Abstract Background The 17q12 deletion syndrome is a rare autosomal dominant disease, the phenotypes of genetic diseases include abnormalities of the kidney, pancreas, brain, gastrointestinal tract, and reproductive tract. The manifestations of these diseases vary among individuals, and the clinical manifestations are different. Here we report a case of 17q12 deletion syndrome characterized by hypokalemia and hypomagnesemia to explore the diagnosis and treatment of 17q12 deletion syndrome. Case presentation: A 14-year-old young man was diagnosed with diabetes, further examination indicated that the patient had renal cysts, hepatic cysts, pancreatic atrophy, and mental retardation, in addition, the patient continued to have refractory hypokalemia and hypomagnesemia. A copy number heterozygous deletion of 1359.63kb was detected in the 17q12 region of the patient, the deletion interval was chr17:36385253 to 37744884, which contains 4 known Online Mendelian Inheritance in Man (OMIM) pathogenic genes, including PIGW, ZNHIT3, HNF1β, ACACA. Finally, Maturity-onset diabetes of the young type 5(MODY5) caused by HNF1β heterozygosity missing based on 17q12 deletion syndrome was confirmed.
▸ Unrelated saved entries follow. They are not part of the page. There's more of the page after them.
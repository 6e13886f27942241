// This Source Code Form is subject to the terms of the Mozilla Public
// License, v. 2.0. If a copy of the MPL was not distributed with this
// file, You can obtain one at http://mozilla.org/MPL/2.0/.

use thiserror::Error;

use super::CALLIB_FILE_TYPES_COMMA_SEPARATED;
use crate::unit_parsing::UnitParseError;

#[derive(Error, Debug)]
pub enum CalLibError {
    #[error("Calibration library '{0}' doesn't have a recognised file extension! Valid extensions are: {}", *CALLIB_FILE_TYPES_COMMA_SEPARATED)]
    UnrecognisedFileExt(String),

    #[error("Couldn't decode toml structure from {file}:\n{err}")]
    TomlDecode { file: String, err: String },

    #[error("Couldn't decode json structure from {file}:\n{err}")]
    JsonDecode { file: String, err: String },

    #[error("The calibration library has no calibration tables")]
    NoTables,

    #[error("Calibration table {table}: {axis} window '{window}' must be a positive quantity")]
    BadWindow {
        table: String,
        axis: &'static str,
        window: String,
    },

    #[error("Calibration table {table}: couldn't parse the {axis} window: {source}")]
    WindowUnit {
        table: String,
        axis: &'static str,
        source: UnitParseError,
    },

    #[error("Calibration table {table}: fldmap '{value}' isn't understood; use a field ID, a list of field IDs or \"nearest\"")]
    BadFieldMap { table: String, value: String },

    #[error("Calibration table {table}: fldmap \"nearest\" needs the directions of the fields being calibrated")]
    NearestFieldNeedsDirections { table: String },

    #[error("Calibration table {table}: the time range starts ({start}) after it ends ({end})")]
    BadTimeRange { table: String, start: f64, end: f64 },

    #[error("IO error when trying to read a calibration library: {0}")]
    IO(#[from] std::io::Error),
}
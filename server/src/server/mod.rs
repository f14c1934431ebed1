//! HTTP server module for the relay.
//!
//! This module provides the Axum-based HTTP server with:
//! - Application state management
//! - Health and status endpoints
//! - Client configuration endpoint
//! - Router configuration

pub mod client_config;
pub mod health;
pub mod routes;
pub mod state;

pub use health::{health_check, status};
pub use routes::build_router;
pub use state::AppState;
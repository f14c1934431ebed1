//! SMTP email sender using Lettre.

use crate::error::{AuthError, Result};
use crate::providers::{EmailSender, LoginLinkEmail};
use lettre::message::Mailbox;
use lettre::message::header::ContentType;
use lettre::transport::smtp::authentication::Credentials;
use lettre::{AsyncSmtpTransport, AsyncTransport, Message, Tokio1Executor};
use tracing::info;

/// Port on which SMTP servers expect an implicit TLS connection.
const IMPLICIT_TLS_PORT: u16 = 465;

/// Connection settings for [`SmtpEmailSender`].
#[derive(Clone, PartialEq, Eq)]
pub struct SmtpSettings {
    /// SMTP server host (e.g., "smtp.gmail.com").
    pub host: String,

    /// SMTP server port: 465 for implicit TLS, anything else uses STARTTLS.
    pub port: u16,

    /// Authentication username, if the server requires one.
    pub username: Option<String>,

    /// Authentication password.
    pub password: Option<String>,

    /// Sender, either `addr@host` or `Name <addr@host>`.
    pub from: String,
}

impl std::fmt::Debug for SmtpSettings {
    fn fmt(&self, f: &mut std::fmt::Formatter<'_>) -> std::fmt::Result {
        f.debug_struct("SmtpSettings")
            .field("host", &self.host)
            .field("port", &self.port)
            .field("username", &self.username)
            .field("password", &self.password.as_ref().map(|_| "<redacted>"))
            .field("from", &self.from)
            .finish()
    }
}

/// SMTP email sender.
///
/// Sends plain-text login emails through an async `lettre` transport. Each
/// send opens its own connection.
///
/// # Examples
///
/// ```ignore
/// use relay_auth::providers::{SmtpEmailSender, SmtpSettings};
///
/// let sender = SmtpEmailSender::new(&SmtpSettings {
///     host: "smtp.gmail.com".into(),
///     port: 587,
///     username: Some("user@gmail.com".into()),
///     password: Some("app_password".into()),
///     from: "Relay <noreply@example.com>".into(),
/// })?;
/// ```
#[derive(Clone)]
pub struct SmtpEmailSender {
    transport: AsyncSmtpTransport<Tokio1Executor>,
    from: Mailbox,
    host: String,
}

impl SmtpEmailSender {
    /// Create a new SMTP sender.
    ///
    /// No connection is made until the first email is sent.
    ///
    /// # Errors
    ///
    /// Returns [`AuthError::Configuration`] if the host or sender address is
    /// invalid.
    pub fn new(settings: &SmtpSettings) -> Result<Self> {
        let from: Mailbox = settings.from.parse().map_err(|e| {
            AuthError::Configuration(format!("Invalid sender address '{}': {e}", settings.from))
        })?;

        let builder = if settings.port == IMPLICIT_TLS_PORT {
            AsyncSmtpTransport::<Tokio1Executor>::relay(&settings.host)
        } else {
            AsyncSmtpTransport::<Tokio1Executor>::starttls_relay(&settings.host)
        }
        .map_err(|e| AuthError::Configuration(format!("SMTP relay error: {e}")))?
        .port(settings.port);

        let builder = match (&settings.username, &settings.password) {
            (Some(username), Some(password)) => {
                builder.credentials(Credentials::new(username.clone(), password.clone()))
            }
            _ => builder,
        };

        Ok(Self {
            transport: builder.build(),
            from,
            host: settings.host.clone(),
        })
    }

    fn build_message(&self, email: &LoginLinkEmail) -> Result<Message> {
        let to: Mailbox = email
            .to
            .parse()
            .map_err(|e| AuthError::EmailDeliveryFailed(format!("Invalid recipient: {e}")))?;

        Message::builder()
            .from(self.from.clone())
            .to(to)
            .subject(email.subject())
            .header(ContentType::TEXT_PLAIN)
            .body(email.body())
            .map_err(|e| AuthError::EmailDeliveryFailed(format!("Failed to build email: {e}")))
    }
}

impl EmailSender for SmtpEmailSender {
    async fn send_login_link(&self, email: &LoginLinkEmail) -> Result<()> {
        let message = self.build_message(email)?;

        self.transport
            .send(message)
            .await
            .map_err(|e| AuthError::EmailDeliveryFailed(format!("SMTP send failed: {e}")))?;

        info!(to = %email.to, host = %self.host, "Login link email sent");
        Ok(())
    }
}

impl std::fmt::Debug for SmtpEmailSender {
    fn fmt(&self, f: &mut std::fmt::Formatter<'_>) -> std::fmt::Result {
        f.debug_struct("SmtpEmailSender")
            .field("host", &self.host)
            .field("from", &self.from.to_string())
            .finish_non_exhaustive()
    }
}

#[cfg(test)]
#[allow(clippy::unwrap_used)]
mod tests {
    use super::*;

    fn settings() -> SmtpSettings {
        SmtpSettings {
            host: "smtp.example.com".into(),
            port: 587,
            username: Some("user".into()),
            password: Some("secret".into()),
            from: "Relay <noreply@example.com>".into(),
        }
    }

    #[test]
    fn test_rejects_bad_sender() {
        let mut settings = settings();
        settings.from = "not an address".into();
        assert!(matches!(
            SmtpEmailSender::new(&settings),
            Err(AuthError::Configuration(_))
        ));
    }

    #[test]
    fn test_builds_plain_text_message() {
        let sender = SmtpEmailSender::new(&settings()).unwrap();
        let message = sender
            .build_message(&LoginLinkEmail {
                to: "a@x.com".into(),
                display_name: None,
                link: "http://localhost/auth/verify?token=abc".into(),
                expires_in: chrono::Duration::hours(1),
            })
            .unwrap();

        let raw = String::from_utf8(message.formatted()).unwrap();
        assert!(raw.contains("Subject: Your sign-in link"));
        assert!(raw.contains("text/plain"));
    }

    #[test]
    fn test_debug_redacts_password() {
        let debug = format!("{:?}", settings());
        assert!(!debug.contains("secret"));
    }
}
//! Passwordless login-link flow.
//!
//! Ties the rate limiter, the token store and an [`EmailSender`] together:
//!
//! 1. [`LoginLinkService::request_link`] rate-limits by `(client, identity)`,
//!    validates the address, issues a token, and emails a link containing it.
//! 2. [`LoginLinkService::verify`] rate-limits by client and redeems the token.
//!
//! If the email cannot be delivered the token is revoked, so a link that never
//! reached its recipient cannot be redeemed later.

use crate::config::LoginLinkConfig;
use crate::error::{AuthError, Result};
use crate::providers::{EmailSender, LoginLinkEmail};
use crate::rate_limiter::{RateLimiter, composite_key};
use crate::token_store::{LoginIntent, TokenStore};
use crate::utils::{is_valid_email, normalize_identity};
use serde::{Deserialize, Serialize};
use std::sync::Arc;
use tracing::{info, warn};

/// Rate-limit action for issuing login links.
pub const LOGIN_LINK_ACTION: &str = "login_link";

/// Rate-limit action for redeeming login tokens.
pub const VERIFY_ACTION: &str = "verify";

/// A request for a login link.
#[derive(Debug, Clone, PartialEq, Eq, Serialize, Deserialize)]
#[serde(rename_all = "camelCase")]
pub struct LoginLinkRequest {
    /// Email address to send the link to.
    pub identity: String,

    /// Optional name to greet the user with.
    #[serde(default)]
    pub display_name: Option<String>,

    /// Optional opaque scope for the login.
    #[serde(default)]
    pub context: Option<String>,
}

/// What a successful redemption reveals to the client.
#[derive(Debug, Clone, PartialEq, Eq, Serialize, Deserialize)]
#[serde(rename_all = "camelCase")]
pub struct VerifiedLogin {
    /// Email address the link was sent to.
    pub identity: String,

    /// Name supplied when the link was requested.
    pub display_name: Option<String>,
}

impl From<LoginIntent> for VerifiedLogin {
    fn from(intent: LoginIntent) -> Self {
        Self {
            identity: intent.identity,
            display_name: intent.display_name,
        }
    }
}

/// Issues and redeems login links.
pub struct LoginLinkService<E> {
    tokens: Arc<TokenStore>,
    limiter: Arc<RateLimiter>,
    sender: E,
    config: LoginLinkConfig,
}

impl<E: EmailSender> LoginLinkService<E> {
    /// Create a new login-link service.
    #[must_use]
    pub const fn new(
        tokens: Arc<TokenStore>,
        limiter: Arc<RateLimiter>,
        sender: E,
        config: LoginLinkConfig,
    ) -> Self {
        Self {
            tokens,
            limiter,
            sender,
            config,
        }
    }

    /// Token store backing this service.
    #[must_use]
    pub const fn tokens(&self) -> &Arc<TokenStore> {
        &self.tokens
    }

    /// Rate limiter backing this service.
    #[must_use]
    pub const fn limiter(&self) -> &Arc<RateLimiter> {
        &self.limiter
    }

    /// Email sender.
    #[must_use]
    pub const fn sender(&self) -> &E {
        &self.sender
    }

    /// Link configuration.
    #[must_use]
    pub const fn config(&self) -> &LoginLinkConfig {
        &self.config
    }

    /// Issue a token for `request.identity` and email the link.
    ///
    /// `client` identifies the caller (usually its IP address) for rate
    /// limiting. Returns the normalized identity the link was sent to.
    ///
    /// # Errors
    ///
    /// - [`AuthError::RateLimited`] if this client asked for this identity too often
    /// - [`AuthError::InvalidIdentity`] if the identity is not an email address
    /// - [`AuthError::EmailDeliveryFailed`] if the email could not be sent
    pub async fn request_link(&self, client: &str, request: LoginLinkRequest) -> Result<String> {
        let identity = normalize_identity(&request.identity);

        self.limiter
            .check(LOGIN_LINK_ACTION, &composite_key(&[client, &identity]))?;

        if !is_valid_email(&identity) {
            return Err(AuthError::InvalidIdentity(
                "identity must be a valid email address".to_string(),
            ));
        }

        let token = self
            .tokens
            .issue(&identity, request.display_name.clone(), request.context)?;

        let email = LoginLinkEmail {
            to: identity.clone(),
            display_name: request.display_name,
            link: self.config.link_for(&token),
            expires_in: self.tokens.ttl(),
        };

        if let Err(error) = self.sender.send_login_link(&email).await {
            self.tokens.revoke(&token);
            warn!(identity = %identity, error = %error, "Login link delivery failed; token revoked");
            return Err(error);
        }

        info!(identity = %identity, client = %client, "Login link sent");
        Ok(identity)
    }

    /// Redeem a token from a login link.
    ///
    /// # Errors
    ///
    /// - [`AuthError::RateLimited`] if this client is verifying too often
    /// - [`AuthError::TokenInvalidOrExpired`] if the token cannot be redeemed
    pub fn verify(&self, client: &str, token: &str) -> Result<VerifiedLogin> {
        self.limiter.check(VERIFY_ACTION, client)?;
        self.tokens.redeem(token.trim()).map(VerifiedLogin::from)
    }
}

impl<E> std::fmt::Debug for LoginLinkService<E> {
    fn fmt(&self, f: &mut std::fmt::Formatter<'_>) -> std::fmt::Result {
        f.debug_struct("LoginLinkService")
            .field("tokens", &self.tokens)
            .field("limiter", &self.limiter)
            .field("config", &self.config)
            .finish_non_exhaustive()
    }
}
Conclusion The patient was diagnosed with diabetes combined with renal cysts, hepatic cysts, pancreatic atrophy, this suggested that we should consider the possibility of MODY5, in addition, the patient was complicated with intellectual disability, refractory hypomagnesemia and hypomagnesemia, these unexplained abnormal laboratory results and symptoms remind us of the possibility of screening for genetic syndromes. 17q12 deletion syndrome is an extremely rare genetic disorder affecting multiple organ systems, diabetic physicians should be alert to the possibility of MODY5 caused by 17q12 deletion syndrome.